Please repeat the data in full, character for character.

Segment Start: DATA SECTION

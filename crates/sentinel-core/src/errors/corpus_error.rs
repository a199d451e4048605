//! Corpus-build errors.

use std::path::PathBuf;

use super::error_code::{self, SentinelErrorCode};

/// Errors that abort a corpus-build run. Per-sample problems (duplicates,
/// unparseable files) are counted and logged instead.
#[derive(Debug, thiserror::Error)]
pub enum CorpusError {
    #[error("Data directory not found: {path}")]
    MissingDataDir { path: PathBuf },

    #[error("IO error on {path}: {source}")]
    Io {
        path: PathBuf,
        source: std::io::Error,
    },

    #[error("Malformed corpus row at {path}:{line}: {message}")]
    MalformedRow {
        path: PathBuf,
        line: usize,
        message: String,
    },

    #[error("Corpus serialization failed: {0}")]
    Serialization(String),
}

impl SentinelErrorCode for CorpusError {
    fn error_code(&self) -> &'static str {
        error_code::CORPUS_ERROR
    }
}
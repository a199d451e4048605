//! Artifact-backed base models: logistic regression, tree ensemble, MLP.

use sentinel_core::errors::ClassifierError;
use serde::{Deserialize, Serialize};

use super::traits::{check_width, sigmoid, two_class, Classifier};
use crate::features::AlignedVector;

/// `sigmoid(w · x + b)`.
#[derive(Debug, Clone, PartialEq, Serialize, Deserialize)]
pub struct LogisticModel {
    pub weights: Vec<f64>,
    pub intercept: f64,
}

impl LogisticModel {
    pub(crate) fn p_malicious(&self, inputs: impl Iterator<Item = f64>) -> f64 {
        let z: f64 = self
            .weights
            .iter()
            .zip(inputs)
            .map(|(w, x)| w * x)
            .sum::<f64>()
            + self.intercept;
        sigmoid(z)
    }
}

impl Classifier for LogisticModel {
    fn predict_proba(&self, input: &AlignedVector) -> Result<[f64; 2], ClassifierError> {
        check_width(self.weights.len(), input)?;
        two_class(self.p_malicious(input.inputs()))
    }

    fn expected_inputs(&self) -> usize {
        self.weights.len()
    }

    fn kind(&self) -> &'static str {
        "logistic"
    }
}

/// One node of a flattened decision tree.
#[derive(Debug, Clone, PartialEq, Serialize, Deserialize)]
#[serde(tag = "node", rename_all = "snake_case")]
pub enum TreeNode {
    /// `x[feature] <= threshold` goes left, otherwise right.
    Split {
        feature: usize,
        threshold: f64,
        left: usize,
        right: usize,
    },
    Leaf { p_malicious: f64 },
}

/// A decision tree stored as a node array rooted at index 0.
#[derive(Debug, Clone, PartialEq, Serialize, Deserialize)]
pub struct DecisionTree {
    pub nodes: Vec<TreeNode>,
}

impl DecisionTree {
    /// Structural check: children point forward and features are in range.
    /// Forward-only links make every walk terminate.
    pub fn validate(&self, n_features: usize) -> Result<(), String> {
        if self.nodes.is_empty() {
            return Err("empty tree".to_string());
        }
        for (index, node) in self.nodes.iter().enumerate() {
            if let TreeNode::Split {
                feature,
                left,
                right,
                ..
            } = *node
            {
                if feature >= n_features {
                    return Err(format!(
                        "node {index} splits on feature {feature} of {n_features}"
                    ));
                }
                for child in [left, right] {
                    if child <= index || child >= self.nodes.len() {
                        return Err(format!("node {index} has invalid child {child}"));
                    }
                }
            }
        }
        Ok(())
    }

    fn p_malicious(&self, input: &AlignedVector) -> Result<f64, ClassifierError> {
        let mut index = 0;
        loop {
            match self.nodes.get(index) {
                Some(TreeNode::Leaf { p_malicious }) => return Ok(*p_malicious),
                Some(TreeNode::Split {
                    feature,
                    threshold,
                    left,
                    right,
                }) => {
                    let x = input.get(*feature).ok_or(ClassifierError::ShapeMismatch {
                        expected: feature + 1,
                        actual: input.len(),
                    })?;
                    let next = if x <= *threshold { *left } else { *right };
                    if next <= index {
                        return Err(ClassifierError::Malformed(format!(
                            "backward link {index} -> {next}"
                        )));
                    }
                    index = next;
                }
                None => {
                    return Err(ClassifierError::Malformed(format!(
                        "node index {index} out of range"
                    )))
                }
            }
        }
    }
}

/// Soft-voting tree ensemble: mean of the trees' leaf probabilities.
#[derive(Debug, Clone, PartialEq, Serialize, Deserialize)]
pub struct ForestModel {
    pub n_features: usize,
    pub trees: Vec<DecisionTree>,
}

impl Classifier for ForestModel {
    fn predict_proba(&self, input: &AlignedVector) -> Result<[f64; 2], ClassifierError> {
        check_width(self.n_features, input)?;
        if self.trees.is_empty() {
            return Err(ClassifierError::Malformed("forest has no trees".to_string()));
        }
        let mut total = 0.0;
        for tree in &self.trees {
            total += tree.p_malicious(input)?;
        }
        two_class(total / self.trees.len() as f64)
    }

    fn expected_inputs(&self) -> usize {
        self.n_features
    }

    fn kind(&self) -> &'static str {
        "forest"
    }
}

/// Fully connected layer; `weights[out][in]`.
#[derive(Debug, Clone, PartialEq, Serialize, Deserialize)]
pub struct DenseLayer {
    pub weights: Vec<Vec<f64>>,
    pub biases: Vec<f64>,
}

impl DenseLayer {
    fn forward(&self, input: &[f64]) -> Vec<f64> {
        self.weights
            .iter()
            .zip(&self.biases)
            .map(|(row, b)| row.iter().zip(input).map(|(w, x)| w * x).sum::<f64>() + b)
            .collect()
    }
}

/// Standard-scaled dense network: ReLU hidden layers, one sigmoid output.
#[derive(Debug, Clone, PartialEq, Serialize, Deserialize)]
pub struct MlpModel {
    pub scaler_mean: Vec<f64>,
    pub scaler_scale: Vec<f64>,
    pub layers: Vec<DenseLayer>,
}

impl MlpModel {
    /// Layer shapes must chain from the scaler width down to one output.
    pub fn validate(&self) -> Result<(), String> {
        let width = self.scaler_mean.len();
        if self.scaler_scale.len() != width {
            return Err(format!(
                "scaler mean has {width} entries, scale has {}",
                self.scaler_scale.len()
            ));
        }
        if self.layers.is_empty() {
            return Err("network has no layers".to_string());
        }
        let mut inputs = width;
        for (i, layer) in self.layers.iter().enumerate() {
            if layer.weights.len() != layer.biases.len() {
                return Err(format!("layer {i}: weight rows and biases differ"));
            }
            if let Some(row) = layer.weights.iter().find(|r| r.len() != inputs) {
                return Err(format!(
                    "layer {i}: row width {} but {inputs} inputs",
                    row.len()
                ));
            }
            inputs = layer.biases.len();
        }
        if inputs != 1 {
            return Err(format!("output layer has {inputs} units, expected 1"));
        }
        Ok(())
    }

    pub(crate) fn p_malicious(&self, input: &AlignedVector) -> Result<f64, ClassifierError> {
        check_width(self.scaler_mean.len(), input)?;
        let mut activations: Vec<f64> = input
            .inputs()
            .zip(self.scaler_mean.iter().zip(&self.scaler_scale))
            .map(|(x, (mean, scale))| {
                let scale = if *scale == 0.0 { 1.0 } else { *scale };
                (x - mean) / scale
            })
            .collect();

        let last = self.layers.len().saturating_sub(1);
        for (i, layer) in self.layers.iter().enumerate() {
            activations = layer.forward(&activations);
            if i < last {
                for a in &mut activations {
                    *a = a.max(0.0);
                }
            }
        }
        let logit = activations
            .first()
            .copied()
            .ok_or_else(|| ClassifierError::Malformed("empty output layer".to_string()))?;
        Ok(sigmoid(logit))
    }
}

impl Classifier for MlpModel {
    fn predict_proba(&self, input: &AlignedVector) -> Result<[f64; 2], ClassifierError> {
        two_class(self.p_malicious(input)?)
    }

    fn expected_inputs(&self) -> usize {
        self.scaler_mean.len()
    }

    fn kind(&self) -> &'static str {
        "mlp"
    }
}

Segment End: DATA SECTION

■ EXERCISE OUTPUT ■
filename crates/sentinel-core/src/errors/corpus_error.rs
repository a199d451e4048605
//! Corpus-build errors.

use std::path::PathBuf;

use super::error_code::{self, SentinelErrorCode};

/// Errors that abort a corpus-build run. Per-sample problems (duplicates,
/// unparseable files) are counted and logged instead.
#[derive(Debug, thiserror::Error)]
pub enum CorpusError {
    #[error("Data directory not found: {path}")]
    MissingDataDir { path: PathBuf },

    #[error("IO error on {path}: {source}")]
    Io {
        path: PathBuf,
        source: std::io::Error,
    },

    #[error("Malformed corpus row at {path}:{line}: {message}")]
    MalformedRow {
        path: PathBuf,
        line: usize,
        message: String,
    },

    #[error("Corpus serialization failed: {0}")]
    Serialization(String),
}

impl SentinelErrorCode for CorpusError {
    fn error_code(&self) -> &'static str {
        error_code::CORPUS_ERROR
    }
}
repository a199d451e4048605
//! Artifact-backed base models: logistic regression, tree ensemble, MLP.

use sentinel_core::errors::ClassifierError;
use serde::{Deserialize, Serialize};

use super::traits::{check_width, sigmoid, two_class, Classifier};
use crate::features::AlignedVector;

/// `sigmoid(w · x + b)`.
#[derive(Debug, Clone, PartialEq, Serialize, Deserialize)]
pub struct LogisticModel {
    pub weights: Vec<f64>,
    pub intercept: f64,
}

impl LogisticModel {
    pub(crate) fn p_malicious(&self, inputs: impl Iterator<Item = f64>) -> f64 {
        let z: f64 = self
            .weights
            .iter()
            .zip(inputs)
            .map(|(w, x)| w * x)
            .sum::<f64>()
            + self.intercept;
        sigmoid(z)
    }
}

impl Classifier for LogisticModel {
    fn predict_proba(&self, input: &AlignedVector) -> Result<[f64; 2], ClassifierError> {
        check_width(self.weights.len(), input)?;
        two_class(self.p_malicious(input.inputs()))
    }

    fn expected_inputs(&self) -> usize {
        self.weights.len()
    }

    fn kind(&self) -> &'static str {
        "logistic"
    }
}

/// One node of a flattened decision tree.
#[derive(Debug, Clone, PartialEq, Serialize, Deserialize)]
#[serde(tag = "node", rename_all = "snake_case")]
pub enum TreeNode {
    /// `x[feature] <= threshold` goes left, otherwise right.
    Split {
        feature: usize,
        threshold: f64,
        left: usize,
        right: usize,
    },
    Leaf { p_malicious: f64 },
}

/// A decision tree stored as a node array rooted at index 0.
#[derive(Debug, Clone, PartialEq, Serialize, Deserialize)]
pub struct DecisionTree {
    pub nodes: Vec<TreeNode>,
}

impl DecisionTree {
    /// Structural check: children point forward and features are in range.
    /// Forward-only links make every walk terminate.
    pub fn validate(&self, n_features: usize) -> Result<(), String> {
        if self.nodes.is_empty() {
            return Err("empty tree".to_string());
        }
        for (index, node) in self.nodes.iter().enumerate() {
            if let TreeNode::Split {
                feature,
                left,
                right,
                ..
            } = *node
            {
                if feature >= n_features {
                    return Err(format!(
                        "node {index} splits on feature {feature} of {n_features}"
                    ));
                }
                for child in [left, right] {
                    if child <= index || child >= self.nodes.len() {
                        return Err(format!("node {index} has invalid child {child}"));
                    }
                }
            }
        }
        Ok(())
    }

    fn p_malicious(&self, input: &AlignedVector) -> Result<f64, ClassifierError> {
        let mut index = 0;
        loop {
            match self.nodes.get(index) {
                Some(TreeNode::Leaf { p_malicious }) => return Ok(*p_malicious),
                Some(TreeNode::Split {
                    feature,
                    threshold,
                    left,
                    right,
                }) => {
                    let x = input.get(*feature).ok_or(ClassifierError::ShapeMismatch {
                        expected: feature + 1,
                        actual: input.len(),
                    })?;
                    let next = if x <= *threshold { *left } else { *right };
                    if next <= index {
                        return Err(ClassifierError::Malformed(format!(
                            "backward link {index} -> {next}"
                        )));
                    }
                    index = next;
                }
                None => {
                    return Err(ClassifierError::Malformed(format!(
                        "node index {index} out of range"
                    )))
                }
            }
        }
    }
}

/// Soft-voting tree ensemble: mean of the trees' leaf probabilities.
#[derive(Debug, Clone, PartialEq, Serialize, Deserialize)]
pub struct ForestModel {
    pub n_features: usize,
    pub trees: Vec<DecisionTree>,
}

impl Classifier for ForestModel {
    fn predict_proba(&self, input: &AlignedVector) -> Result<[f64; 2], ClassifierError> {
        check_width(self.n_features, input)?;
        if self.trees.is_empty() {
            return Err(ClassifierError::Malformed("forest has no trees".to_string()));
        }
        let mut total = 0.0;
        for tree in &self.trees {
            total += tree.p_malicious(input)?;
        }
        two_class(total / self.trees.len() as f64)
    }

    fn expected_inputs(&self) -> usize {
        self.n_features
    }

    fn kind(&self) -> &'static str {
        "forest"
    }
}

/// Fully connected layer; `weights[out][in]`.
#[derive(Debug, Clone, PartialEq, Serialize, Deserialize)]
pub struct DenseLayer {
    pub weights: Vec<Vec<f64>>,
    pub biases: Vec<f64>,
}

impl DenseLayer {
    fn forward(&self, input: &[f64]) -> Vec<f64> {
        self.weights
            .iter()
            .zip(&self.biases)
            .map(|(row, b)| row.iter().zip(input).map(|(w, x)| w * x).sum::<f64>() + b)
            .collect()
    }
}

/// Standard-scaled dense network: ReLU hidden layers, one sigmoid output.
#[derive(Debug, Clone, PartialEq, Serialize, Deserialize)]
pub struct MlpModel {
    pub scaler_mean: Vec<f64>,
    pub scaler_scale: Vec<f64>,
    pub layers: Vec<DenseLayer>,
}

impl MlpModel {
    /// Layer shapes must chain from the scaler width down to one output.
    pub fn validate(&self) -> Result<(), String> {
        let width = self.scaler_mean.len();
        if self.scaler_scale.len() != width {
            return Err(format!(
                "scaler mean has {width} entries, scale has {}",
                self.scaler_scale.len()
            ));
        }
        if self.layers.is_empty() {
            return Err("network has no layers".to_string());
        }
        let mut inputs = width;
        for (i, layer) in self.layers.iter().enumerate() {
            if layer.weights.len() != layer.biases.len() {
                return Err(format!("layer {i}: weight rows and biases differ"));
            }
            if let Some(row) = layer.weights.iter().find(|r| r.len() != inputs) {
                return Err(format!(
                    "layer {i}: row width {} but {inputs} inputs",
                    row.len()
                ));
            }
            inputs = layer.biases.len();
        }
        if inputs != 1 {
            return Err(format!("output layer has {inputs} units, expected 1"));
        }
        Ok(())
    }

    pub(crate) fn p_malicious(&self, input: &AlignedVector) -> Result<f64, ClassifierError> {
        check_width(self.scaler_mean.len(), input)?;
        let mut activations: Vec<f64> = input
            .inputs()
            .zip(self.scaler_mean.iter().zip(&self.scaler_scale))
            .map(|(x, (mean, scale))| {
                let scale = if *scale == 0.0 { 1.0 } else { *scale };
                (x - mean) / scale
            })
            .collect();

        let last = self.layers.len().saturating_sub(1);
        for (i, layer) in self.layers.iter().enumerate() {
            activations = layer.forward(&activations);
            if i < last {
                for a in &mut activations {
                    *a = a.max(0.0);
                }
            }
        }
        let logit = activations
            .first()
            .copied()
            .ok_or_else(|| ClassifierError::Malformed("empty output layer".to_string()))?;
        Ok(sigmoid(logit))
    }
}

impl Classifier for MlpModel {
    fn predict_proba(&self, input: &AlignedVector) -> Result<[f64; 2], ClassifierError> {
        two_class(self.p_malicious(input)?)
    }

    fn expected_inputs(&self) -> usize {
        self.scaler_mean.len()
    }

    fn kind(&self) -> &'static str {
        "mlp"
    }
}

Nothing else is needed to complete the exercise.